WHAT IS BEING ASKED
An exact transcription of the lines below, from the first through the one containing "the state by", is the only output wanted.

(Beginning of DATA TO USE)

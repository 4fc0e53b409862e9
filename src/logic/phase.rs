//! Phase controller: session creation, result application, and round/phase advancement.
//!
//! Coverage (2 rounds of groups of 4) → Refinement (1 round of groups of 3)
//! → Swiss (3 rounds of duels) → Finished. Every operation takes the state by
//! reference and returns a new value.

use crate::config::TournamentSettings;
use crate::logic::grouping::{build_coverage_groups, build_elo_proximity_groups, GroupingParams};
use crate::logic::rating::{duel_update, group_update};
use crate::logic::swiss::next_pair;
use crate::models::{
    CandidateName, CandidateRecord, Enrichment, Group, PairKey, Phase, Tournament,
    TournamentError, TransitionSnapshot, UndoRecord,
};
use std::cmp::Reverse;
use std::collections::{BTreeMap, BTreeSet};

/// Start a session over the given names with default settings and no enrichment.
pub fn create_initial_state<S: AsRef<str>>(names: &[S], seed: u64) -> Result<Tournament, TournamentError> {
    let entries = names
        .iter()
        .map(|n| (n.as_ref().to_owned(), Enrichment::default()))
        .collect();
    create_initial_state_with(entries, seed, TournamentSettings::default())
}

/// Start a session with enrichment data and custom settings.
///
/// Names are trimmed; blanks and repeats are dropped (first occurrence wins).
pub fn create_initial_state_with(
    entries: Vec<(CandidateName, Enrichment)>,
    seed: u64,
    settings: TournamentSettings,
) -> Result<Tournament, TournamentError> {
    let mut candidates: BTreeMap<CandidateName, CandidateRecord> = BTreeMap::new();
    let mut pool = Vec::new();
    for (name, enrichment) in entries {
        let name = name.trim();
        if name.is_empty() || candidates.contains_key(name) {
            continue;
        }
        let record = CandidateRecord::new(settings.initial_rating).with_enrichment(enrichment);
        candidates.insert(name.to_owned(), record);
        pool.push(name.to_owned());
    }
    if pool.len() < 2 {
        return Err(TournamentError::NotEnoughCandidates);
    }

    let mut state = Tournament::blank(candidates, pool, seed, settings);
    let groups = groups_for_round(&state, Phase::Coverage, 0);
    state.install_groups(groups);
    state.current_match = state.current_groups.first().cloned();
    log::info!(
        "Created session: {} candidates, {} coverage group(s), seed {}",
        state.pool.len(),
        state.groups_total,
        seed
    );
    Ok(state)
}

/// Merge enrichment provider results into the state.
///
/// If no result has been applied yet, the first coverage round is rebuilt so
/// tiering and theme clustering see the new data.
pub fn merge_enrichment(
    state: &Tournament,
    updates: &BTreeMap<CandidateName, Enrichment>,
) -> Result<Tournament, TournamentError> {
    let mut next = state.clone();
    for (name, enrichment) in updates {
        next.record_mut(name)?.enrichment = enrichment.clone();
    }
    let untouched = next.phase == Phase::Coverage
        && next.phase_round == 0
        && next.groups_completed == 0
        && next.last_result.is_none();
    if untouched {
        let groups = groups_for_round(&next, Phase::Coverage, 0);
        next.install_groups(groups);
        next.current_match = next.current_groups.first().cloned();
        log::debug!("Rebuilt first coverage round after enrichment merge");
    }
    Ok(next)
}

/// Check that `winner` and `losers` cover `current` exactly, each once.
fn validate_result<S: AsRef<str>>(current: &Group, winner: &str, losers: &[S]) -> Result<(), TournamentError> {
    if !current.iter().any(|n| n == winner) {
        return Err(TournamentError::WinnerNotInMatch(winner.to_owned()));
    }
    let mut seen = BTreeSet::new();
    seen.insert(winner);
    for loser in losers {
        let loser = loser.as_ref();
        if !seen.insert(loser) {
            return Err(TournamentError::DuplicateParticipant(loser.to_owned()));
        }
        if !current.iter().any(|n| n == loser) {
            return Err(TournamentError::LoserNotInMatch(loser.to_owned()));
        }
    }
    if seen.len() != current.len() {
        return Err(TournamentError::LosersMismatch);
    }
    Ok(())
}

/// Apply the winner of the current group (Coverage or Refinement).
///
/// If this completes the round, the round/phase advance runs immediately and
/// its pre-transition snapshot is stored with the undo record.
pub fn apply_group_result<S: AsRef<str>>(
    state: &Tournament,
    winner: &str,
    losers: &[S],
) -> Result<Tournament, TournamentError> {
    if !state.phase.is_group_phase() {
        return Err(TournamentError::InvalidPhase(state.phase));
    }
    let group = state.current_match.clone().ok_or(TournamentError::NoCurrentMatch)?;
    validate_result(&group, winner, losers)?;

    let k = match state.phase {
        Phase::Coverage => state.settings.coverage_k,
        _ => state.settings.full_k,
    };
    let mut next = state.clone();
    let winner_rating = next.rating(winner);
    let loser_ratings: Vec<i32> = losers.iter().map(|l| next.rating(l.as_ref())).collect();
    let (new_winner, new_losers) = group_update(winner_rating, &loser_ratings, k);

    let winner_delta = new_winner - winner_rating;
    next.record_mut(winner)?.record_win(winner_delta);
    let mut loser_deltas = Vec::with_capacity(losers.len());
    for ((name, old), new) in losers.iter().zip(&loser_ratings).zip(&new_losers) {
        let delta = new - old;
        next.record_mut(name.as_ref())?.record_loss(delta);
        loser_deltas.push((name.as_ref().to_owned(), delta));
    }

    next.current_match = None;
    next.groups_completed = (next.groups_completed + 1).min(next.groups_total);
    next.round_counter += 1;

    let mut record = UndoRecord::Group {
        group,
        winner: winner.to_owned(),
        winner_delta,
        losers: loser_deltas,
        snapshot: None,
    };
    if next.groups_completed >= next.groups_total {
        if let Some(snap) = advance(&mut next) {
            record.attach_snapshot(snap);
        }
    }
    next.last_result = Some(record);
    Ok(next)
}

/// Apply the winner of the current Swiss duel.
///
/// Does not finish the tournament; the caller checks [`is_swiss_complete`]
/// and calls [`advance_phase_if_round_complete`] when ready.
pub fn apply_duel_result(state: &Tournament, winner: &str, loser: &str) -> Result<Tournament, TournamentError> {
    if state.phase != Phase::Swiss {
        return Err(TournamentError::InvalidPhase(state.phase));
    }
    let pair = state.current_match.clone().ok_or(TournamentError::NoCurrentMatch)?;
    validate_result(&pair, winner, &[loser])?;

    let mut next = state.clone();
    let (old_winner, old_loser) = (next.rating(winner), next.rating(loser));
    let (new_winner, new_loser) = duel_update(old_winner, old_loser, next.settings.full_k);
    let (winner_delta, loser_delta) = (new_winner - old_winner, new_loser - old_loser);
    next.record_mut(winner)?.record_win(winner_delta);
    next.record_mut(loser)?.record_loss(loser_delta);

    next.matches_played.insert(PairKey::new(winner, loser));
    next.current_match = None;
    next.round_counter += 1;
    next.last_result = Some(UndoRecord::Duel {
        pair,
        winner: winner.to_owned(),
        winner_delta,
        loser: loser.to_owned(),
        loser_delta,
        snapshot: None,
    });
    Ok(next)
}

/// Advance the round or phase if the current one is complete; otherwise return the state unchanged.
pub fn advance_phase_if_round_complete(state: &Tournament) -> Tournament {
    let mut next = state.clone();
    transition_keeping_undo(&mut next);
    next
}

/// Whether the Swiss phase has played enough duels. Always true once Finished.
pub fn is_swiss_complete(state: &Tournament) -> bool {
    match state.phase {
        Phase::Swiss => {
            let n = state.phase_pool.len();
            n < 2 || state.matches_played.len() >= (n / 2) * state.settings.swiss_rounds as usize
        }
        Phase::Finished => true,
        _ => false,
    }
}

/// The next Swiss pair, or `None` when no unplayed pair is left (or not in Swiss).
pub fn next_swiss_pair(state: &Tournament) -> Option<(CandidateName, CandidateName)> {
    if state.phase != Phase::Swiss {
        return None;
    }
    next_pair(
        &state.phase_pool,
        &state.matches_played,
        &state.candidates,
        state.settings.richness_tier_cap,
    )
}

/// Derived Swiss round (0-indexed) from the number of duels played.
pub fn swiss_round(state: &Tournament) -> u32 {
    let per_round = state.phase_pool.len() / 2;
    if state.phase < Phase::Swiss || per_round == 0 {
        return 0;
    }
    (state.matches_played.len() / per_round) as u32
}

/// Present the next match: the next group, or the next Swiss pair.
///
/// Finishes the tournament when the Swiss threshold is met or no pair is
/// left. A match already awaiting a result is left in place.
pub fn begin_next_match(state: &Tournament) -> Tournament {
    let mut next = state.clone();
    if next.current_match.is_some() || next.phase == Phase::Finished {
        return next;
    }
    if next.phase.is_group_phase() && next.groups_completed >= next.groups_total {
        transition_keeping_undo(&mut next);
    }
    match next.phase {
        Phase::Coverage | Phase::Refinement => {
            next.current_match = next.current_groups.get(next.groups_completed).cloned();
        }
        Phase::Swiss => {
            let pair = if is_swiss_complete(&next) {
                None
            } else {
                next_swiss_pair(&next)
            };
            match pair {
                Some((a, b)) => next.current_match = Some(vec![a, b]),
                None => {
                    let snap = next.snapshot();
                    finish(&mut next);
                    if let Some(record) = next.last_result.as_mut() {
                        record.attach_snapshot(snap);
                    }
                }
            }
        }
        Phase::Finished => {}
    }
    next
}

/// Run `advance` and hand its snapshot to the pending undo record.
fn transition_keeping_undo(state: &mut Tournament) {
    if let Some(snap) = advance(state) {
        if let Some(record) = state.last_result.as_mut() {
            record.attach_snapshot(snap);
        }
    }
}

/// Perform a round or phase transition if one is due. Returns the pre-transition snapshot.
fn advance(state: &mut Tournament) -> Option<TransitionSnapshot> {
    match state.phase {
        Phase::Coverage | Phase::Refinement if state.groups_completed < state.groups_total => None,
        Phase::Coverage => {
            let snap = state.snapshot();
            state.phase_round += 1;
            if state.phase_round < state.settings.coverage_rounds {
                let groups = groups_for_round(state, Phase::Coverage, state.phase_round);
                state.install_groups(groups);
                log::info!("Coverage round {} with {} group(s)", state.phase_round, state.groups_total);
            } else {
                let keep = state.settings.coverage_cut_size(state.pool.len());
                enter_refinement(state, keep);
            }
            Some(snap)
        }
        Phase::Refinement => {
            let snap = state.snapshot();
            let keep = state.settings.swiss_cut_size(state.pool.len());
            enter_swiss(state, keep);
            Some(snap)
        }
        Phase::Swiss if is_swiss_complete(state) => {
            let snap = state.snapshot();
            finish(state);
            Some(snap)
        }
        Phase::Swiss | Phase::Finished => None,
    }
}

fn enter_refinement(state: &mut Tournament, keep: usize) {
    let cut = top_by_rating(state, &state.pool, keep);
    state.pool = cut.clone();
    state.phase_pool = cut;
    state.phase = Phase::Refinement;
    state.phase_round = 0;
    let groups = groups_for_round(state, Phase::Refinement, 0);
    state.install_groups(groups);
    log::info!(
        "Refinement phase: {} candidates in {} group(s)",
        state.pool.len(),
        state.groups_total
    );
}

fn enter_swiss(state: &mut Tournament, keep: usize) {
    let cut = top_by_rating(state, &state.pool, keep);
    state.pool = cut.clone();
    state.phase_pool = cut;
    state.phase = Phase::Swiss;
    state.phase_round = 0;
    state.matches_played.clear();
    state.install_groups(Vec::new());
    log::info!("Swiss phase: {} finalists", state.pool.len());
    if is_swiss_complete(state) {
        finish(state);
    }
}

fn finish(state: &mut Tournament) {
    state.phase = Phase::Finished;
    state.current_match = None;
    log::info!("Tournament finished after {} results", state.round_counter);
}

/// The `keep` highest-rated names; ties keep pool order.
pub(crate) fn top_by_rating(state: &Tournament, names: &[CandidateName], keep: usize) -> Vec<CandidateName> {
    let mut ranked: Vec<CandidateName> = names.to_vec();
    ranked.sort_by_key(|n| Reverse(state.rating(n)));
    ranked.truncate(keep);
    ranked
}

/// Groups for the given phase and round over the current phase pool.
pub(crate) fn groups_for_round(state: &Tournament, phase: Phase, phase_round: u32) -> Vec<Group> {
    let settings = &state.settings;
    let (round, group_size) = match phase {
        Phase::Refinement => (settings.coverage_rounds + phase_round, settings.refinement_group_size),
        _ => (phase_round, settings.coverage_group_size),
    };
    let params = GroupingParams {
        seed: state.seed,
        round,
        group_size,
        tier_cap: settings.richness_tier_cap,
    };
    if phase == Phase::Coverage && phase_round == 0 {
        build_coverage_groups(&state.phase_pool, &state.candidates, params)
    } else {
        build_elo_proximity_groups(&state.phase_pool, &state.candidates, params)
    }
}

#[cfg(test)]
mod tests {
    use super::*;

    fn names(n: usize) -> Vec<String> {
        (0..n).map(|i| format!("C{i:02}")).collect()
    }

    #[test]
    fn validate_rejects_outsiders_and_duplicates() {
        let group: Group = vec!["A".into(), "B".into(), "C".into()];
        assert_eq!(
            validate_result(&group, "Z", &["A", "B"]),
            Err(TournamentError::WinnerNotInMatch("Z".into()))
        );
        assert_eq!(
            validate_result(&group, "A", &["B", "Z"]),
            Err(TournamentError::LoserNotInMatch("Z".into()))
        );
        assert_eq!(
            validate_result(&group, "A", &["B", "B"]),
            Err(TournamentError::DuplicateParticipant("B".into()))
        );
        assert_eq!(validate_result(&group, "A", &["B"]), Err(TournamentError::LosersMismatch));
        assert_eq!(validate_result(&group, "A", &["C", "B"]), Ok(()));
    }

    #[test]
    fn top_by_rating_keeps_pool_order_on_ties() {
        let mut state = create_initial_state(&names(5), 1).unwrap();
        state.candidates.get_mut("C03").unwrap().rating = 1200;
        let top = top_by_rating(&state, &state.pool, 3);
        assert_eq!(top, vec!["C03".to_string(), "C00".into(), "C01".into()]);
    }

    #[test]
    fn swiss_round_counts_full_rounds() {
        let mut state = create_initial_state(&names(4), 1).unwrap();
        state.phase = Phase::Swiss;
        state.matches_played.insert(PairKey::new("C00", "C01"));
        state.matches_played.insert(PairKey::new("C02", "C03"));
        state.matches_played.insert(PairKey::new("C00", "C02"));
        assert_eq!(swiss_round(&state), 1);
    }
}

(End of DATA TO USE)

REPLY TO THE EXERCISE
repository 4fc0e53b409862e9
filename src/logic/phase.rs
//! Phase controller: session creation, result application, and round/phase advancement.
//!
//! Coverage (2 rounds of groups of 4) → Refinement (1 round of groups of 3)
//! → Swiss (3 rounds of duels) → Finished. Every operation takes the state by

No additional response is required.